Have you ever noticed that everything on your body has a useful purpose? It's as if the human body was purposefully and carefully designed to allow us to enjoy life on earth.
You have eyes to see, ears to hear, a nose to smell, taste buds to taste and skin to touch. And all these are connected to your brain with complex electrical circuitry. The trillions of neurons in your brain are precisely ordered to receive and analyze this sensory information.
You have a digestive system to provide you with energy, a respiratory system to provide you with oxygen, a lymphatic system to clean up your body and protect against diseases, a circulatory system to provide you with life giving blood, a reproductive system to have children, which only works with the perfectly complementary system of the opposite sex, a brain to store information, perform analysis, control your body, create and play, among many other uses.
Besides the 5 senses and the body’s major systems, there’s also the “small” stuff like your eyebrows that prevent sweat from getting into your eyes, or your nails so you can scratch yourself when you're itchy. And countless other utilitarian features.
These are just a few examples of amazingly useful features of the human body. What's even more amazing is that they all work together in perfect unison!

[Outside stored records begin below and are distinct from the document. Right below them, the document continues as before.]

//! Elementary samplers are pure functions of their parameters and one or
//! more uniform draws.  The composite distributions are built from these,
//! and the `Continuous` random variable dispatches to them.  Parameter
//! checks shared across the distribution families also live here.

use std::f64::consts::TAU;

use super::UniformRNG;
use crate::utils::errors::ParameterError;
use crate::utils::TOLERANCE;

/// Upper bound on redraws when a truncated normal variate is non-positive.
pub const MAX_REJECTIONS: usize = 1000;

pub(crate) fn positive(name: &'static str, value: f64) -> Result<f64, ParameterError> {
    if !value.is_finite() {
        Err(ParameterError::NonFinite { name, value })
    } else if value <= 0.0 {
        Err(ParameterError::NonPositive { name, value })
    } else {
        Ok(value)
    }
}

pub(crate) fn finite(name: &'static str, value: f64) -> Result<f64, ParameterError> {
    if value.is_finite() {
        Ok(value)
    } else {
        Err(ParameterError::NonFinite { name, value })
    }
}

pub(crate) fn probability(name: &'static str, value: f64) -> Result<f64, ParameterError> {
    if (0.0..=1.0).contains(&value) {
        Ok(value)
    } else {
        Err(ParameterError::ProbabilityOutOfRange { name, value })
    }
}

/// Checks that a probability vector has nonnegative entries summing to one.
pub(crate) fn probability_vector(probabilities: &[f64]) -> Result<(), ParameterError> {
    if let Some((index, value)) = probabilities
        .iter()
        .enumerate()
        .find(|(_, p)| **p < 0.0 || p.is_nan())
    {
        return Err(ParameterError::NegativeProbability {
            index,
            value: *value,
        });
    }
    let sum: f64 = probabilities.iter().sum();
    if (sum - 1.0).abs() > TOLERANCE {
        return Err(ParameterError::ProbabilitiesNotNormalized { sum });
    }
    Ok(())
}

/// Scans the probabilities cumulatively, in index order, and selects the
/// first index with a nonzero probability whose running sum is at least
/// `u`.  Rounding shortfalls fall back to the last index with nonzero
/// probability.
pub fn select_cumulative<I>(probabilities: I, u: f64) -> usize
where
    I: IntoIterator<Item = f64>,
{
    let mut running = 0.0;
    let mut last_possible = 0;
    for (index, p) in probabilities.into_iter().enumerate() {
        if p <= 0.0 {
            continue;
        }
        running += p;
        last_possible = index;
        if running >= u {
            return index;
        }
    }
    last_possible
}

/// Inverse transform exponential variate, for `u` in [0, 1).
pub fn exponential(lambda: f64, u: f64) -> f64 {
    -(1.0 - u).ln() / lambda
}

pub fn uniform(min: f64, max: f64, u: f64) -> f64 {
    min + (max - min) * u
}

/// Inverse transform Weibull variate, for `u` in [0, 1).
pub fn weibull(shape: f64, scale: f64, u: f64) -> f64 {
    scale * (-(1.0 - u).ln()).powf(1.0 / shape)
}

/// Inverse transform Pareto variate (support starting at `scale`), for `u`
/// in [0, 1).
pub fn pareto(scale: f64, shape: f64, u: f64) -> f64 {
    scale / (1.0 - u).powf(1.0 / shape)
}

/// Basic Box-Muller transform, taking `u0` in (0, 1] and `u1` in [0, 1).
pub fn box_muller(u0: f64, u1: f64) -> (f64, f64) {
    let r = (-2.0 * u0.ln()).sqrt();
    let theta = TAU * u1;
    (r * theta.sin(), r * theta.cos())
}

/// Erlang variate as the sum of `shape` exponential phases.
pub fn erlang(shape: u32, lambda: f64, uniform_rng: &mut UniformRNG) -> f64 {
    (0..shape)
        .map(|_| exponential(lambda, uniform_rng.raw()))
        .sum()
}

/// A normal variate redrawn while non-positive, for durations.  The redraw
/// is bounded by `MAX_REJECTIONS`.
pub fn positive_normal(
    mean: f64,
    std_dev: f64,
    uniform_rng: &mut UniformRNG,
) -> Result<f64, ParameterError> {
    for _ in 0..MAX_REJECTIONS {
        let (z, _) = box_muller(uniform_rng.open_closed01(), uniform_rng.raw());
        let variate = mean + std_dev * z;
        if variate > 0.0 {
            return Ok(variate);
        }
    }
    log::warn!(
        "normal(mean={}, std_dev={}) produced no positive variate in {} draws",
        mean,
        std_dev,
        MAX_REJECTIONS
    );
    Err(ParameterError::RejectionLimitExceeded {
        attempts: MAX_REJECTIONS,
    })
}

/// Validates an empirical table of values and their probabilities.
pub fn validate_empirical(values: &[f64], probabilities: &[f64]) -> Result<(), ParameterError> {
    if probabilities.is_empty() {
        return Err(ParameterError::EmptyTable);
    }
    if values.len() != probabilities.len() {
        return Err(ParameterError::LengthMismatch {
            values: values.len(),
            probabilities: probabilities.len(),
        });
    }
    probability_vector(probabilities)
}

/// Tabulated inverse-CDF sample of an empirical table.
pub fn empirical(values: &[f64], probabilities: &[f64], u: f64) -> f64 {
    values[select_cumulative(probabilities.iter().copied(), u)]
}

/// Probability mass of the table at exactly `x`.
pub fn empirical_pdf(values: &[f64], probabilities: &[f64], x: f64) -> f64 {
    values
        .iter()
        .zip(probabilities)
        .filter(|(value, _)| **value == x)
        .map(|(_, p)| p)
        .sum()
}

/// Probability mass of the table at or below `x`, capped at one.
pub fn empirical_cdf(values: &[f64], probabilities: &[f64], x: f64) -> f64 {
    let cumulative: f64 = values
        .iter()
        .zip(probabilities)
        .filter(|(value, _)| **value <= x)
        .map(|(_, p)| p)
        .sum();
    cumulative.min(1.0)
}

Does it make sense to believe that all these very useful and interconnected features result from random mutations? Based on scientific discoveries, atheists and naturalists believe this to be true, with evolution as the central narrative. They conclude that since we are here, that it must have happened this way, however unlikely it may appear. But you can flip this argument on its head and conclude that discoveries of ever-increasing complexity, like DNA, reinforce the belief that such design requires a designer, and creationists call him God.